Skp2 directs Myc-mediated suppression of p27^Kip1 yet has modest effects on Myc-driven lymphomagenesis

The universal cyclin-dependent kinase inhibitor p27^Kip1 functions as a tumor suppressor, and reduced levels of p27^Kip1 connote poor prognosis in several human malignancies. p27^Kip1 levels are predominately regulated by ubiquitin-mediated turnover of the protein, which is marked for destruction by the E3 ubiquitin ligase SCF^Skp2 complex following its phosphorylation by the cyclin E-cyclin-dependent kinase 2 complex. Binding of phospho-p27^Kip1 is directed by the Skp2 F-box protein, and this is greatly augmented by its allosteric regulator Cks1. We have established that programmed expression of c-Myc in the B cells of Eμ-Myc transgenic mice triggers p27^Kip1 destruction by inducing Cks1, that this response controls Myc-driven proliferation, and that loss of Cks1 markedly delays Myc-induced lymphomagenesis and cancels the dissemination of these tumors.

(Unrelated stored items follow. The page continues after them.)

//! Presence checks for the credentials a real deployment would use.

use crate::activity::{LogKind, LogStore};
use serde::Serialize;

/// A named configuration value read from the environment.
#[derive(Debug, Clone, Copy, PartialEq, Eq)]
pub struct EnvKey {
    pub name: &'static str,
    /// Human label used by the startup check.
    pub label: &'static str,
    /// Service a present primary key unlocks.
    pub service: Option<&'static str>,
}

impl EnvKey {
    pub fn is_primary(&self) -> bool {
        self.service.is_some()
    }
}

pub const ENV_KEYS: &[EnvKey] = &[
    EnvKey { name: "AIRTABLE_API_KEY", label: "Airtable API Key", service: Some("Airtable") },
    EnvKey { name: "LINKEDIN_CLIENT_SECRET", label: "LinkedIn Token", service: Some("LinkedIn") },
    EnvKey { name: "TELEGRAM_BOT_TOKEN", label: "Telegram Token", service: Some("Telegram") },
    EnvKey { name: "AIRTABLE_BASE_ID", label: "Airtable Base ID", service: None },
    EnvKey { name: "AIRTABLE_TABLE_ID", label: "Airtable Table ID", service: None },
    EnvKey { name: "TELEGRAM_CHAT_ID", label: "Telegram Chat ID", service: None },
    EnvKey { name: "RAPIDAPI_KEY", label: "RapidAPI Key", service: None },
    EnvKey { name: "LINKEDIN_CLIENT_ID", label: "LinkedIn Client ID", service: None },
];

pub fn primary_keys() -> impl Iterator<Item = &'static EnvKey> {
    ENV_KEYS.iter().filter(|k| k.is_primary())
}

pub fn primary_key_names() -> Vec<&'static str> {
    primary_keys().map(|k| k.name).collect()
}

fn presence(present: bool) -> &'static str {
    if present {
        "Set"
    } else {
        "Not set"
    }
}

#[derive(Debug, Clone, PartialEq, Eq, Serialize)]
pub struct KeyPresence {
    pub name: &'static str,
    pub present: bool,
}

/// Which configured values are present, in [`ENV_KEYS`] order.
#[derive(Debug, Clone, PartialEq, Eq, Serialize)]
pub struct ConfigSnapshot {
    keys: Vec<KeyPresence>,
}

impl ConfigSnapshot {
    pub fn keys(&self) -> &[KeyPresence] {
        &self.keys
    }

    pub fn is_set(&self, name: &str) -> bool {
        self.keys.iter().any(|k| k.name == name && k.present)
    }

    pub fn any_primary(&self) -> bool {
        primary_keys().any(|k| self.is_set(k.name))
    }

    /// Services whose primary key is present.
    pub fn available_services(&self) -> Vec<&'static str> {
        primary_keys()
            .filter(|k| self.is_set(k.name))
            .filter_map(|k| k.service)
            .collect()
    }
}

type Lookup = Box<dyn Fn(&str) -> Option<String> + Send + Sync>;

pub struct EnvProbe {
    lookup: Lookup,
}

impl EnvProbe {
    pub fn from_process() -> Self {
        Self {
            lookup: Box::new(|name| std::env::var(name).ok()),
        }
    }

    /// Probe over a fixed set of values instead of the process environment.
    pub fn from_pairs<I, K, V>(pairs: I) -> Self
    where
        I: IntoIterator<Item = (K, V)>,
        K: Into<String>,
        V: Into<String>,
    {
        let values: std::collections::HashMap<String, String> = pairs
            .into_iter()
            .map(|(k, v)| (k.into(), v.into()))
            .collect();
        Self {
            lookup: Box::new(move |name| values.get(name).cloned()),
        }
    }

    pub fn snapshot(&self) -> ConfigSnapshot {
        let keys = ENV_KEYS
            .iter()
            .map(|k| KeyPresence {
                name: k.name,
                present: (self.lookup)(k.name).is_some_and(|v| !v.trim().is_empty()),
            })
            .collect();
        ConfigSnapshot { keys }
    }

    /// Log a header plus one line per key.
    pub fn report(&self, logs: &mut LogStore) -> ConfigSnapshot {
        let snapshot = self.snapshot();
        logs.append("=== Environment Variables Status ===", LogKind::Info);
        for key in snapshot.keys() {
            logs.append(format!("{}: {}", key.name, presence(key.present)), LogKind::Info);
        }
        snapshot
    }

    /// Startup summary: either a success line with the primary keys or an error.
    pub fn startup_report(&self, logs: &mut LogStore) -> ConfigSnapshot {
        let snapshot = self.snapshot();
        if snapshot.any_primary() {
            logs.append("Environment variables loaded successfully", LogKind::Success);
            for key in primary_keys() {
                logs.append(
                    format!("{}: {}", key.label, presence(snapshot.is_set(key.name))),
                    LogKind::Info,
                );
            }
        } else {
            logs.append(
                "No environment variables found. Please configure your .env file.",
                LogKind::Error,
            );
        }
        snapshot
    }
}

impl std::fmt::Debug for EnvProbe {
    fn fmt(&self, f: &mut std::fmt::Formatter<'_>) -> std::fmt::Result {
        f.debug_struct("EnvProbe").finish_non_exhaustive()
    }
}
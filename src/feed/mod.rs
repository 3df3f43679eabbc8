pub mod mock;
pub mod types;

use anyhow::Result;
use async_trait::async_trait;
use types::Article;

/// Where candidate articles come from.
#[async_trait]
pub trait ContentSource: Send + Sync {
    async fn fetch(&mut self, tag: &str) -> Result<Vec<Article>>;
    fn name(&self) -> &str;
}
pub mod activity;
pub mod cli;
pub mod config;
pub mod controller;
pub mod engine;
pub mod error;
pub mod execution;
pub mod feed;
pub mod tui;
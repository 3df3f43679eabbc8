/// A candidate article for a post. Read-only once fetched.
#[derive(Debug, Clone, PartialEq, Eq)]
pub struct Article {
    pub id: String,
    pub title: String,
    pub subtitle: String,
    pub author: String,
    pub published_at: String, // RFC 3339
    pub read_time: u32,       // minutes
    pub url: String,
}
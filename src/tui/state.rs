use crate::activity::{LogStore, SystemStatus};
use crate::config::ScheduleConfig;
use std::time::Instant;

/// Session state shared between the controller and the dashboard.
#[derive(Debug, Clone)]
pub struct AppState {
    pub logs: LogStore,
    pub status: SystemStatus,
    /// A run is in flight.
    pub busy: bool,
    /// At least one primary credential was present at startup.
    pub env_loaded: bool,
    pub schedule: ScheduleConfig,
    pub start_time: Instant,
}

impl AppState {
    pub fn new(schedule: ScheduleConfig) -> Self {
        Self {
            logs: LogStore::new(),
            status: SystemStatus::Inactive,
            busy: false,
            env_loaded: false,
            schedule,
            start_time: Instant::now(),
        }
    }

    /// Back to an empty log and inactive status. `busy` is left alone: it
    /// is owned by the guard of the run in flight and clears when that run ends.
    pub fn reset(&mut self) {
        self.logs.clear();
        self.status = SystemStatus::Inactive;
    }

    pub fn uptime(&self) -> String {
        let secs = self.start_time.elapsed().as_secs();
        let h = secs / 3600;
        let m = (secs % 3600) / 60;
        format!("{}h {:02}m", h, m)
    }
}

impl Default for AppState {
    fn default() -> Self {
        Self::new(ScheduleConfig::default())
    }
}

/// Dashboard-local view state; never shared with the controller.
#[derive(Debug, Clone, Default)]
pub struct ViewState {
    /// Lines scrolled up from the newest log entry.
    pub log_scroll_offset: usize,
    pub spinner_frame: u8,
}

impl ViewState {
    pub fn scroll_up(&mut self, by: usize) {
        self.log_scroll_offset = self.log_scroll_offset.saturating_add(by);
    }

    pub fn scroll_down(&mut self, by: usize) {
        self.log_scroll_offset = self.log_scroll_offset.saturating_sub(by);
    }

    /// Pin the offset to the oldest full page; called on every redraw.
    pub fn clamp_scroll(&mut self, max_offset: usize) {
        self.log_scroll_offset = self.log_scroll_offset.min(max_offset);
    }
}

#[cfg(test)]
mod tests {
    use super::*;
    use crate::activity::LogKind;

    #[test]
    fn test_reset_clears_session_fields() {
        let mut state = AppState::default();
        state.logs.append("x", LogKind::Info);
        state.status = SystemStatus::Error;
        state.busy = true;
        state.env_loaded = true;

        state.reset();
        assert!(state.logs.is_empty());
        assert_eq!(state.status, SystemStatus::Inactive);
        assert!(state.busy);
        assert!(state.env_loaded);
    }

    #[test]
    fn test_clamp_scroll() {
        let mut view = ViewState {
            log_scroll_offset: usize::MAX,
            spinner_frame: 0,
        };
        view.clamp_scroll(30);
        assert_eq!(view.log_scroll_offset, 30);
        view.scroll_down(1);
        assert_eq!(view.log_scroll_offset, 29);
        view.clamp_scroll(40);
        assert_eq!(view.log_scroll_offset, 29);
    }

    #[test]
    fn test_scroll_saturates_at_bottom() {
        let mut view = ViewState::default();
        view.scroll_down(5);
        assert_eq!(view.log_scroll_offset, 0);
        view.scroll_up(3);
        view.scroll_down(1);
        assert_eq!(view.log_scroll_offset, 2);
    }
}
//! Static article catalog standing in for a Medium fetch.

use super::types::Article;
use super::ContentSource;
use anyhow::Result;
use async_trait::async_trait;
use std::time::Duration;

pub struct MockContentSource {
    latency: Duration,
}

impl MockContentSource {
    pub fn new(latency: Duration) -> Self {
        Self { latency }
    }

    /// The fixed three-article catalog every fetch returns.
    pub fn catalog() -> Vec<Article> {
        vec![
            article(
                "article1",
                "Building Modern React Applications",
                "A comprehensive guide to React best practices",
                "John Doe",
                "2024-01-15T10:00:00Z",
                8,
                "https://medium.com/@johndoe/react-guide",
            ),
            article(
                "article2",
                "TypeScript for Beginners",
                "Getting started with TypeScript in 2024",
                "Jane Smith",
                "2024-01-14T15:30:00Z",
                12,
                "https://medium.com/@janesmith/typescript-guide",
            ),
            article(
                "article3",
                "Advanced JavaScript Patterns",
                "Mastering modern JavaScript development",
                "Mike Johnson",
                "2024-01-13T09:15:00Z",
                15,
                "https://medium.com/@mikejohnson/js-patterns",
            ),
        ]
    }
}

fn article(
    id: &str,
    title: &str,
    subtitle: &str,
    author: &str,
    published_at: &str,
    read_time: u32,
    url: &str,
) -> Article {
    Article {
        id: id.to_string(),
        title: title.to_string(),
        subtitle: subtitle.to_string(),
        author: author.to_string(),
        published_at: published_at.to_string(),
        read_time,
        url: url.to_string(),
    }
}

#[async_trait]
impl ContentSource for MockContentSource {
    async fn fetch(&mut self, tag: &str) -> Result<Vec<Article>> {
        tracing::debug!(tag, latency_ms = self.latency.as_millis() as u64, "mock fetch");
        tokio::time::sleep(self.latency).await;
        Ok(Self::catalog())
    }

    fn name(&self) -> &str {
        "medium-mock"
    }
}

#[cfg(test)]
mod tests {
    use super::*;
    use std::collections::HashSet;

    #[test]
    fn test_catalog_ids_unique() {
        let catalog = MockContentSource::catalog();
        let ids: HashSet<&str> = catalog.iter().map(|a| a.id.as_str()).collect();
        assert_eq!(ids.len(), catalog.len());
    }

    #[test]
    fn test_catalog_dates_parse() {
        for a in MockContentSource::catalog() {
            assert!(
                chrono::DateTime::parse_from_rfc3339(&a.published_at).is_ok(),
                "bad date on {}",
                a.id
            );
        }
    }

    #[tokio::test]
    async fn test_fetch_ignores_tag() {
        let mut source = MockContentSource::new(Duration::ZERO);
        let rust = source.fetch("rust").await.unwrap();
        let css = source.fetch("css").await.unwrap();
        assert_eq!(rust.len(), 3);
        assert_eq!(rust, css);
        assert_eq!(rust[1].title, "TypeScript for Beginners");
    }
}
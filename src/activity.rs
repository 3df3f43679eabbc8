//! Activity log and the overall system status shown on the dashboard.

use serde::Serialize;
use std::fmt;

#[derive(Debug, Clone, Copy, PartialEq, Eq, Serialize)]
#[serde(rename_all = "lowercase")]
pub enum LogKind {
    Info,
    Success,
    Error,
}

impl LogKind {
    pub fn label(&self) -> &'static str {
        match self {
            LogKind::Info => "INFO",
            LogKind::Success => "OK",
            LogKind::Error => "ERROR",
        }
    }
}

/// One line of the activity log. Never mutated once appended.
#[derive(Debug, Clone, PartialEq, Eq, Serialize)]
pub struct LogEntry {
    pub timestamp: String,
    pub kind: LogKind,
    pub message: String,
}

impl fmt::Display for LogEntry {
    fn fmt(&self, f: &mut fmt::Formatter<'_>) -> fmt::Result {
        write!(f, "[{}] {:<5} {}", self.timestamp, self.kind.label(), self.message)
    }
}

/// Append-only, chronological log. The only removal is [`LogStore::clear`].
#[derive(Debug, Clone, Default)]
pub struct LogStore {
    entries: Vec<LogEntry>,
}

impl LogStore {
    pub fn new() -> Self {
        Self::default()
    }

    /// Stamp `message` with the current local time and push it to the end.
    pub fn append(&mut self, message: impl Into<String>, kind: LogKind) {
        let timestamp = chrono::Local::now().format("%H:%M:%S").to_string();
        self.entries.push(LogEntry {
            timestamp,
            kind,
            message: message.into(),
        });
    }

    pub fn clear(&mut self) {
        self.entries.clear();
    }

    pub fn list(&self) -> &[LogEntry] {
        &self.entries
    }

    pub fn len(&self) -> usize {
        self.entries.len()
    }

    pub fn is_empty(&self) -> bool {
        self.entries.is_empty()
    }

    pub fn last(&self) -> Option<&LogEntry> {
        self.entries.last()
    }

    pub fn iter(&self) -> impl DoubleEndedIterator<Item = &LogEntry> + ExactSizeIterator {
        self.entries.iter()
    }
}

/// Outcome of the most recent pipeline run.
#[derive(Debug, Clone, Copy, PartialEq, Eq, Default, Serialize)]
#[serde(rename_all = "lowercase")]
pub enum SystemStatus {
    #[default]
    Inactive,
    Active,
    Error,
}

impl SystemStatus {
    pub fn title(&self) -> &'static str {
        match self {
            SystemStatus::Inactive => "Inactive",
            SystemStatus::Active => "Active",
            SystemStatus::Error => "Error",
        }
    }

    pub fn description(&self) -> &'static str {
        match self {
            SystemStatus::Active => "Your automated LinkedIn posting system is running.",
            _ => "Your automated LinkedIn posting system is ready to test.",
        }
    }
}

#[cfg(test)]
mod tests {
    use super::*;

    #[test]
    fn test_append_grows_by_one_and_keeps_order() {
        let mut store = LogStore::new();
        for i in 0..10 {
            store.append(format!("line {}", i), LogKind::Info);
            assert_eq!(store.len(), i + 1);
        }
        let messages: Vec<&str> = store.iter().map(|e| e.message.as_str()).collect();
        assert_eq!(messages.first(), Some(&"line 0"));
        assert_eq!(messages.last(), Some(&"line 9"));
        assert!(messages.windows(2).all(|w| w[0] < w[1]));
    }

    #[test]
    fn test_clear_empties_any_store() {
        let mut store = LogStore::new();
        store.clear();
        assert!(store.is_empty());

        store.append("a", LogKind::Info);
        store.append("b", LogKind::Error);
        store.clear();
        assert!(store.is_empty());
        assert!(store.last().is_none());
    }

    #[test]
    fn test_duplicates_are_kept() {
        let mut store = LogStore::new();
        store.append("same", LogKind::Success);
        store.append("same", LogKind::Success);
        assert_eq!(store.len(), 2);
    }

    #[test]
    fn test_timestamp_is_wall_clock_time() {
        let mut store = LogStore::new();
        store.append("tick", LogKind::Info);
        let ts = &store.list()[0].timestamp;
        assert_eq!(ts.len(), 8);
        assert!(chrono::NaiveTime::parse_from_str(ts, "%H:%M:%S").is_ok());
    }

    #[test]
    fn test_kind_serializes_lowercase() {
        let entry = LogEntry {
            timestamp: "10:00:00".to_string(),
            kind: LogKind::Success,
            message: "done".to_string(),
        };
        let json = serde_json::to_value(&entry).unwrap();
        assert_eq!(json["kind"], "success");
        assert_eq!(json["message"], "done");
    }

    #[test]
    fn test_status_defaults_to_inactive() {
        assert_eq!(SystemStatus::default(), SystemStatus::Inactive);
        assert_eq!(SystemStatus::Error.title(), "Error");
    }
}
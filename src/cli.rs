//! Command-line definitions and the headless output format.

use crate::activity::LogEntry;
use crate::config::DEFAULT_CONFIG_FILE;
use anyhow::Result;
use clap::{Parser, Subcommand};
use std::io::Write;
use std::path::PathBuf;

/// Simulated LinkedIn auto-posting dashboard.
#[derive(Debug, Parser)]
#[command(name = "autopost")]
#[command(version, about, long_about = None)]
pub struct Cli {
    /// Configuration file path
    #[arg(short, long, global = true, default_value = DEFAULT_CONFIG_FILE)]
    pub config: PathBuf,

    /// Seed for tag and article selection
    #[arg(long, global = true, env = "AUTOPOST_SEED")]
    pub seed: Option<u64>,

    #[command(subcommand)]
    pub command: Option<Command>,
}

#[derive(Debug, Subcommand)]
pub enum Command {
    /// Interactive dashboard (default)
    Tui,

    /// Run the pipeline once and print the activity log
    Run {
        /// Run the credential check instead of the mock pipeline
        #[arg(long)]
        real: bool,

        /// Print one JSON object per log entry
        #[arg(long)]
        json: bool,
    },

    /// Show which environment variables are set
    Env {
        /// Print one JSON object per log entry
        #[arg(long)]
        json: bool,
    },
}

/// Write log entries as text lines or JSON lines.
pub fn write_entries<W: Write>(out: &mut W, entries: &[LogEntry], json: bool) -> Result<()> {
    for entry in entries {
        if json {
            writeln!(out, "{}", serde_json::to_string(entry)?)?;
        } else {
            writeln!(out, "{}", entry)?;
        }
    }
    Ok(())
}
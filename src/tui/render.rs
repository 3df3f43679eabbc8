use std::borrow::Cow;

use super::state::{AppState, ViewState};
use crate::activity::{LogKind, SystemStatus};
use ratatui::{
    layout::{Constraint, Direction, Layout, Rect},
    style::{Color, Modifier, Style},
    text::{Line, Span},
    widgets::{Block, Borders, Paragraph},
    Frame,
};

const SPINNER_FRAMES: &[char] = &['⠋', '⠙', '⠹', '⠸', '⠼', '⠴', '⠦', '⠧', '⠇', '⠏'];

pub fn draw(f: &mut Frame, state: &AppState, view: &mut ViewState) {
    let chunks = Layout::default()
        .direction(Direction::Vertical)
        .constraints([
            Constraint::Length(4),
            Constraint::Length(3),
            Constraint::Min(5),
            Constraint::Length(1),
        ])
        .split(f.area());

    draw_header(f, state, view, chunks[0]);
    draw_schedule(f, state, chunks[1]);
    draw_logs(f, state, view, chunks[2]);
    draw_footer(f, state, chunks[3]);
}

fn status_color(status: SystemStatus) -> Color {
    match status {
        SystemStatus::Active => Color::Green,
        SystemStatus::Error => Color::Red,
        SystemStatus::Inactive => Color::Yellow,
    }
}

fn draw_header(f: &mut Frame, state: &AppState, view: &ViewState, area: Rect) {
    let status = Span::styled(
        format!("System {}", state.status.title()),
        Style::default()
            .fg(status_color(state.status))
            .add_modifier(Modifier::BOLD),
    );

    let activity = if state.busy {
        let ch = SPINNER_FRAMES[(view.spinner_frame as usize) % SPINNER_FRAMES.len()];
        Span::styled(format!(" {} TESTING", ch), Style::default().fg(Color::Cyan))
    } else {
        Span::styled(" IDLE", Style::default().fg(Color::DarkGray))
    };

    let env = if state.env_loaded {
        Span::styled("Environment variables loaded", Style::default().fg(Color::Green))
    } else {
        Span::styled("Please configure your .env file", Style::default().fg(Color::Red))
    };

    let lines = vec![
        Line::from(vec![
            Span::raw(" "),
            status,
            activity,
            Span::styled(
                format!("  | up {}", state.uptime()),
                Style::default().fg(Color::DarkGray),
            ),
        ]),
        Line::from(vec![
            Span::raw(" "),
            Span::raw(state.status.description()),
            Span::raw("  "),
            env,
        ]),
    ];

    let block = Block::default()
        .title(" LinkedIn Auto-Post ")
        .borders(Borders::ALL);
    f.render_widget(Paragraph::new(lines).block(block), area);
}

fn draw_schedule(f: &mut Frame, state: &AppState, area: Rect) {
    let mut spans = vec![Span::raw(" Posts at ")];
    for time in &state.schedule.times {
        spans.push(Span::styled(
            format!("[{}]", time),
            Style::default().fg(Color::Cyan).add_modifier(Modifier::BOLD),
        ));
        spans.push(Span::raw(" "));
    }
    spans.push(Span::styled(
        format!("daily ({})", state.schedule.timezone),
        Style::default().fg(Color::DarkGray),
    ));

    let block = Block::default()
        .title(" Posting Schedule ")
        .borders(Borders::ALL);
    f.render_widget(Paragraph::new(Line::from(spans)).block(block), area);
}

fn draw_logs(f: &mut Frame, state: &AppState, view: &mut ViewState, area: Rect) {
    let max_width = area.width.saturating_sub(2) as usize; // borders
    let visible_lines = area.height.saturating_sub(2) as usize;
    let total = state.logs.len();
    view.clamp_scroll(total.saturating_sub(visible_lines));

    if total == 0 {
        let hint = Line::from(Span::styled(
            " No logs yet. Press [m] to run the mock pipeline.",
            Style::default()
                .fg(Color::DarkGray)
                .add_modifier(Modifier::ITALIC),
        ));
        let block = Block::default()
            .title(" Activity Log ")
            .borders(Borders::ALL);
        f.render_widget(Paragraph::new(hint).block(block), area);
        return;
    }

    // Newest entry at the bottom; the offset scrolls back in time.
    let offset = view.log_scroll_offset;
    let end = total - offset;
    let start = end.saturating_sub(visible_lines);

    let lines: Vec<Line> = state.logs.list()[start..end]
        .iter()
        .map(|entry| {
            let color = match entry.kind {
                LogKind::Error => Color::Red,
                LogKind::Success => Color::Green,
                LogKind::Info => Color::DarkGray,
            };
            let prefix = format!(" {} [{}] ", entry.timestamp, entry.kind.label());
            let msg_max = max_width.saturating_sub(prefix.chars().count());
            let msg = truncate_with_ellipsis(&entry.message, msg_max);
            Line::from(vec![
                Span::styled(prefix, Style::default().fg(color)),
                Span::raw(msg.into_owned()),
            ])
        })
        .collect();

    let title = format!(" Activity Log [{}-{}/{}] ", start + 1, end, total);
    let block = Block::default().title(title).borders(Borders::ALL);
    f.render_widget(Paragraph::new(lines).block(block), area);
}

fn draw_footer(f: &mut Frame, state: &AppState, area: Rect) {
    let action_style = if state.busy {
        Style::default().fg(Color::DarkGray)
    } else {
        Style::default().fg(Color::Yellow)
    };
    let key_style = Style::default().fg(Color::Yellow);

    let line = Line::from(vec![
        Span::styled("  [m]", action_style),
        Span::raw("ock run  "),
        Span::styled("[r]", action_style),
        Span::raw("eal APIs  "),
        Span::styled("[e]", key_style),
        Span::raw("nv status  "),
        Span::styled("[c]", key_style),
        Span::raw("lear  "),
        Span::styled("[j/k]", key_style),
        Span::raw(" scroll  "),
        Span::styled("[g/G]", key_style),
        Span::raw(" top/bottom  "),
        Span::styled("[q]", key_style),
        Span::raw("uit"),
    ]);
    f.render_widget(Paragraph::new(line), area);
}

fn truncate_with_ellipsis(s: &str, max_width: usize) -> Cow<'_, str> {
    let char_count = s.chars().count();
    if char_count <= max_width {
        Cow::Borrowed(s)
    } else if max_width <= 3 {
        Cow::Owned(".".repeat(max_width))
    } else {
        let end = s
            .char_indices()
            .nth(max_width - 3)
            .map(|(i, _)| i)
            .unwrap_or(s.len());
        Cow::Owned(format!("{}...", &s[..end]))
    }
}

Here, we report that elevated levels of Skp2 are a characteristic of Eμ-Myc lymphomas and of human Burkitt lymphoma that bear MYC/Immunoglobulin chromosomal translocations. As expected, Myc-mediated suppression of p27 ^Kip1 was abolished in Skp2-null Eμ-Myc B cells. However, the effect of Skp2 loss on Myc-driven proliferation and lymphomagenesis was surprisingly modest compared with the effects of Cks1 loss. Collectively, these findings suggest that Cks1 targets, in addition to p27^Kip1, are critical for Myc-driven proliferation and tumorigenesis.